ALASTOR DE SOMBREGARDE – Tome 1. L’infâme gentilhomme
Un maître-gobelin et un chevalier maudit revenu d’entre les morts réunis pour un long voyage semé d’embûches. Des héros attachants pour une aventure épique prometteuse.
Avec « Alastor de Sombregarde », Dobbs propose une entrée en matière aussi classique dans sa structure qu’originale dans son ton. L’album s’ouvre sur une résurrection : celle du chevalier noir Alastor, ramené à la vie sur un champ de bataille par le maître-gobelin Guulghar, lui-même flanqué d’un sceptre où loge le crâne (très) bavard de son frère Huulghar. Dès lors, ce trio improbable se met en marche.

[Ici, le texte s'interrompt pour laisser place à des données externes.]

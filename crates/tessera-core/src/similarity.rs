//! Vector math and storage encoding

/// Cosine similarity of two vectors
///
/// Returns 0.0 when the lengths differ, when either vector is empty, or when
/// either has zero norm. Accumulates in `f64`.
pub fn cosine_similarity(a: &[f32], b: &[f32]) -> f64 {
    if a.len() != b.len() || a.is_empty() {
        return 0.0;
    }

    let mut dot = 0.0f64;
    let mut norm_a = 0.0f64;
    let mut norm_b = 0.0f64;
    for (&x, &y) in a.iter().zip(b) {
        let (x, y) = (f64::from(x), f64::from(y));
        dot += x * y;
        norm_a += x * x;
        norm_b += y * y;
    }

    if norm_a == 0.0 || norm_b == 0.0 {
        return 0.0;
    }

    dot / (norm_a.sqrt() * norm_b.sqrt())
}

/// Encode a vector as little-endian `f32` bytes
pub fn encode_vector(vector: &[f32]) -> Vec<u8> {
    vector.iter().flat_map(|v| v.to_le_bytes()).collect()
}

/// Decode little-endian `f32` bytes; `None` if the length is not a multiple of 4
pub fn decode_vector(bytes: &[u8]) -> Option<Vec<f32>> {
    if bytes.len() % 4 != 0 {
        return None;
    }
    Some(
        bytes
            .chunks_exact(4)
            .map(|chunk| f32::from_le_bytes([chunk[0], chunk[1], chunk[2], chunk[3]]))
            .collect(),
    )
}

Le canevas est simple, proche de la chanson de geste médiévale : un voyage jalonné d’étapes, chacune donnant lieu à son lot de rencontres et d’épreuves. Ici, il s’agit d’aider une vouivre à nourrir ses petits affamés ou de participer à un mariage paysan ; là, de libérer un fort ou d’échapper à un esprit de la forêt agressif. Le récit, découpé en chapitres, avance ainsi par touches successives. Progressivement, l’univers se dévoile et s’enrichit, esquissant un monde où les frontières entre le Bien et le Mal demeurent floues, peuplé de protagonistes à la morale pour le moins élastique. La force de l’album réside aussi dans sa galerie de personnages qui témoigne d’une belle inventivité et dans l’attachant quatuor formé par Alastor, Guulghar, Huulghar et le petit gobelin Nox. Dynamiques et savoureux, leurs dialogues et interactions insufflent beaucoup d’ironie et d’humour dans le récit, venant contrebalancer avec légèreté la noirceur ambiante. Un premier tome prometteur.
Dessinateur: Aurélien Morinière – Scénariste: Dobbs – Editeur: Oxymore – Prix: 18,95 euros.